John he/she/it already did. That NY Medical University bottle with the reversed S was it. Wow what a deal and I finally have one. I have heard about them but never seen one before. Randy Driscol told me yesterday it could easily bring $400-500 dollars at auction. I think my heart palpated with the thought of parting with it after only two or three days. Can't do it. I have been fondling it ever since I got it.


----------



## capsoda (Apr 4, 2007)

Hey Joel, You don't look a day older than 25.

 Oh that was supposed to be 125.[sm=lol.gif]  Gottacha!!!!

*Happy Birthday* bud.


----------



## bearswede (Apr 4, 2007)

HAPPY, HAPPY B-DAY... Joel... 54? You're just a youngster!!!!!!!!!

  I can't believe you scooped that beautiful cobalt bottle right out from under my nose... Fondle it one time for me...
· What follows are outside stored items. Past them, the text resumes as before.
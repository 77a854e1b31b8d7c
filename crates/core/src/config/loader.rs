use figment::{
    providers::{Env, Format, Serialized, Toml},
    Figment,
};
use std::path::Path;

use super::{types::Config, ConfigError};

/// Flat variable names understood for compatibility with older deployments.
const LEGACY_ENV_KEYS: [&str; 3] = ["TORBOX_API_KEY", "REALDEBRID_API_KEY", "ZILEAN_API_URL"];

/// Load configuration from file with environment variable overrides
pub fn load_config(path: &Path) -> Result<Config, ConfigError> {
    if !path.exists() {
        return Err(ConfigError::FileNotFound(path.display().to_string()));
    }

    let figment = Figment::from(Serialized::defaults(Config::default())).merge(Toml::file(path));
    extract(with_env(figment))
}

/// Load configuration from defaults and environment variables only
pub fn load_config_from_env() -> Result<Config, ConfigError> {
    extract(with_env(Figment::from(Serialized::defaults(
        Config::default(),
    ))))
}

/// Load configuration from TOML string (useful for testing)
pub fn load_config_from_str(toml_str: &str) -> Result<Config, ConfigError> {
    toml::from_str(toml_str).map_err(|e| ConfigError::ParseError(e.to_string()))
}

fn with_env(figment: Figment) -> Figment {
    figment
        .merge(Env::prefixed("OMEGA_").split("__"))
        .merge(
            Env::raw()
                .only(&LEGACY_ENV_KEYS)
                .map(|key| legacy_key_path(key.as_str()).into()),
        )
}

fn legacy_key_path(key: &str) -> &'static str {
    if key.eq_ignore_ascii_case("TORBOX_API_KEY") {
        "torbox.api_key"
    } else if key.eq_ignore_ascii_case("REALDEBRID_API_KEY") {
        "realdebrid.api_key"
    } else {
        "zilean.url"
    }
}

fn extract(figment: Figment) -> Result<Config, ConfigError> {
    figment
        .extract()
        .map_err(|e| ConfigError::ParseError(e.to_string()))
}

#[cfg(test)]
mod tests {
    use super::*;
    use std::io::Write;
    use tempfile::NamedTempFile;

    #[test]
    fn test_load_config_from_str_valid() {
        let toml = r#"
[server]
port = 9000
"#;
        let config = load_config_from_str(toml).unwrap();
        assert_eq!(config.server.port, 9000);
    }

    #[test]
    fn test_load_config_from_str_invalid_type() {
        let toml = r#"
[server]
port = "not a port"
"#;
        let result = load_config_from_str(toml);
        assert!(matches!(result, Err(ConfigError::ParseError(_))));
    }

    #[test]
    fn test_load_config_file_not_found() {
        let result = load_config(Path::new("/nonexistent/config.toml"));
        assert!(matches!(result, Err(ConfigError::FileNotFound(_))));
    }

    #[test]
    fn test_load_config_from_file() {
        let mut temp_file = NamedTempFile::new().unwrap();
        writeln!(
            temp_file,
            r#"
[server]
host = "127.0.0.1"
port = 3000

[zilean]
url = "http://zilean.local"
"#
        )
        .unwrap();

        let config = load_config(temp_file.path()).unwrap();
        assert_eq!(config.server.port, 3000);
        assert_eq!(config.server.host.to_string(), "127.0.0.1");
        assert_eq!(config.zilean.url, "http://zilean.local");
        // sections absent from the file fall back to defaults
        assert_eq!(config.torbox.timeout_secs, 20);
    }

    #[test]
    fn test_legacy_key_path() {
        assert_eq!(legacy_key_path("TORBOX_API_KEY"), "torbox.api_key");
        assert_eq!(legacy_key_path("realdebrid_api_key"), "realdebrid.api_key");
        assert_eq!(legacy_key_path("ZILEAN_API_URL"), "zilean.url");
    }
}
  Hope you have the best of birthdays!!!!!!!

  Ron


----------



## GreenMtnSam (Apr 4, 2007)

Happy Birthday, Joel.  Sorry, the girl will be staying in Maine unless Taz digs all the way through to VT - could happen!!  

 Have a great day!
 ~sam~


----------



## Jim (Apr 4, 2007)

Happy Birthday, Joel. That NY Medical University cobalt is sweet! ~Jim


----------



## Gunsmoke47 (Apr 4, 2007)

Happy Birthday Joel! Hope you have a great one! []  Kelley


----------



## whosyerdaddy (Apr 4, 2007)

happy birthday joel.   good bottle  its got alot of character and a super color.   i sure do envy u ol boys up there.


 whosyer


----------



## madpaddla (Apr 4, 2007)

Happy birthday EP.  May ya get more beautiful glass this year.  Best of luck.
 Madpaddla


----------



## Tony14 (Apr 4, 2007)

Happy B day Joel!!


----------



## bottlenutboy (Apr 5, 2007)

sorry i just caught the tail end of it joel! but for what its worth...... HAPPY BIRTHDAY!!!!!!


----------



## capsoda (Apr 5, 2007)

Hey Joel, looks like you were realy constipatin on the validitude of those bottles. [sm=lol.gif]


----------



## epgorge (Apr 5, 2007)

> Hey Joel, looks like you were realy constipatin on the validitude of those bottles.


 
 When I saw the prices, I had to go check myself. []
 Bearswede had a some fine bottles on the table. Some I really want. I got all the ones I need just not the ones I want.

 When I see what these guys have on the table, I wonder..MMMMmmmmm What is their collection like. The keepers. 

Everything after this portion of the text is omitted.